In theology, the critique of individualism means "grass-roots communities," a theological critique of the competitive basis of capitalism as sinful, a view of the individual as essentially social (the human exists only as a social animal, we are "becoming human together"), and of sin and salvation as social phenomena: original sin is the structural sin of society which distorts our humanity. In the Bahá'í version of this, Western society is progressively disintegrating as its religion loses force, and excessive individualism is one of the secondary causes of the disintegration–perhaps the characteristic ill of Western society. This disintegrative process represents the negative phase of a cyclic evolution whose overall thrust is towards ever larger circles of integration, from the family group to the clan, from clan to city-state to nation and ultimately to world integration. Where other religions have offered individual salvation, the Bahá'í Faith offers social salvation.

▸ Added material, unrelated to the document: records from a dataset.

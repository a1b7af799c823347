//! Immutable snapshot produced once a graph passes sealed validation.
//!
//! [`GraphCore::export_graph`] is the only way to obtain an
//! [`ExportedGraph`]; it runs the deferred diagnostics pass with
//! `treat_as_sealed = true` and refuses to export if any error survives.

use crate::diagnostics::compute;
use crate::error::{CrdDagError, Result};
use crate::graph_core::{FieldIdx, GraphCore, StepIdx, TypeTag, Usage};

/// One field equivalence class: the data object fields alias into.
#[derive(Debug, Clone)]
pub struct DataObject {
    pub type_tag: TypeTag,
    pub members: Vec<FieldIdx>,
}

/// Per-data-object access-rights table: which steps may access it, and how.
#[derive(Debug, Clone)]
pub struct DataInfo {
    pub access_rights: Vec<(StepIdx, Usage)>,
}

/// Immutable export of a validated graph: everything
/// [`crate::builder::GraphBuilder::build`] needs to construct an
/// executable plan, with no remaining dependency on `GraphCore`.
#[derive(Debug, Clone)]
pub struct ExportedGraph {
    pub step_count: usize,
    pub data_objects: Vec<DataObject>,
    pub field_to_data: Vec<usize>,
    /// Combined explicit + implicit edges, as `(before, after)` pairs.
    /// Not deduplicated: consumers should treat this as a multigraph.
    pub step_links: Vec<(StepIdx, StepIdx)>,
    pub data_infos: Vec<DataInfo>,
}

impl GraphCore {
    /// Runs sealed diagnostics and, if clean, produces an [`ExportedGraph`].
    /// Fails with [`CrdDagError::GraphValidationError`] otherwise.
    pub fn export_graph(&self) -> Result<ExportedGraph> {
        let diagnostics = compute(self, true);
        if diagnostics.has_errors() {
            return Err(CrdDagError::GraphValidationError { diagnostics });
        }

        let classes = self.classes();
        let mut field_to_data = vec![0usize; self.field_count()];
        let mut data_objects = Vec::with_capacity(classes.len());
        let mut data_infos = Vec::with_capacity(classes.len());

        for (data_idx, members) in classes.into_iter().enumerate() {
            let type_tag = self.field_type_tag(members[0]);
            for &f in &members {
                field_to_data[f] = data_idx;
            }
            let access_rights = members
                .iter()
                .map(|&f| (self.field_owner(f), self.field_usage(f)))
                .collect();
            data_objects.push(DataObject { type_tag, members });
            data_infos.push(DataInfo { access_rights });
        }

        let mut step_links = Vec::with_capacity(
            self.explicit_links().len() + self.implicit_edges().len(),
        );
        step_links.extend(self.explicit_links().iter().map(|l| (l.before, l.after)));
        step_links.extend(self.implicit_edges().iter().map(|e| (e.before, e.after)));

        Ok(ExportedGraph {
            step_count: self.step_count(),
            data_objects,
            field_to_data,
            step_links,
            data_infos,
        })
    }
}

Perhaps I have set up something of a straw man. The nostalgic nature of this view of pre-enlightenment/pre-capitalist society ought to immediately awake our suspicion, as should its close alliance with Marxist views of social dynamics. There are logical difficulties in saying that Western society is based on an individualistic ethos which is basically a-social or even anti-social, a contradiction of what it is to be a society, while the evidence of our eyes is that, since the enlightenment, Western societies have flourished, have merged into Western Society (with a conscious or unconscious capital letter), and are, indeed, threatening to swamp all others. Either Western Society is not based on individualism, or individualism is not so much at odds with the foundations of social existence as we had thought. Which of these is true is a question of definitions: if we define individualism narrowly in its destructive manifestations, we will find that it is not really basic, perhaps not even common, in Western society. If we define it broadly as the recognition that fundamental values are individual, that the collective gains its life from its members and not vice-versa, then we will find (see below) that it is not really destructive.

Before I turn this all on its head to see what it looks like the other way up, it might be worth considering what is at stake from the Bahá'í point of view. It is partly a question of getting our bearings: we know that everything is changing, that there are integrative and disintegrative forces at work, etc. – what we need to know is which is which, and what direction we are heading in. But the question has implications which go further than our intellectual orientation.

In every particular place the Faith must relate to the culture and environment of that place – Islamic or Chinese, new country or old world, wealth or poverty. But an influence, at the least, from Western/enlightenment/liberal values is the almost universal common factor. So what is at stake is our stance towards our environment. Our attitude to our physical environment – to the good things of the world and the enjoyment of the senses – is very positive. We can expect that this will, in the long term, shape the Bahá'í community into forms very different to those taken by religious communities which have a fundamental distrust of material creation and bodily enjoyments. Our relation to our social environment, while not so long-lasting, can be expected to have a similar effect. If we begin with the concept that the enlightenment was a wrong turn in history, unleashing forces of liberalism, relativism, individualism and rationalism which must lead to social disintegration, then the community's relation to its human surroundings will develop into an analogy of those extreme Calvinist villages which still survive in the North of Holland.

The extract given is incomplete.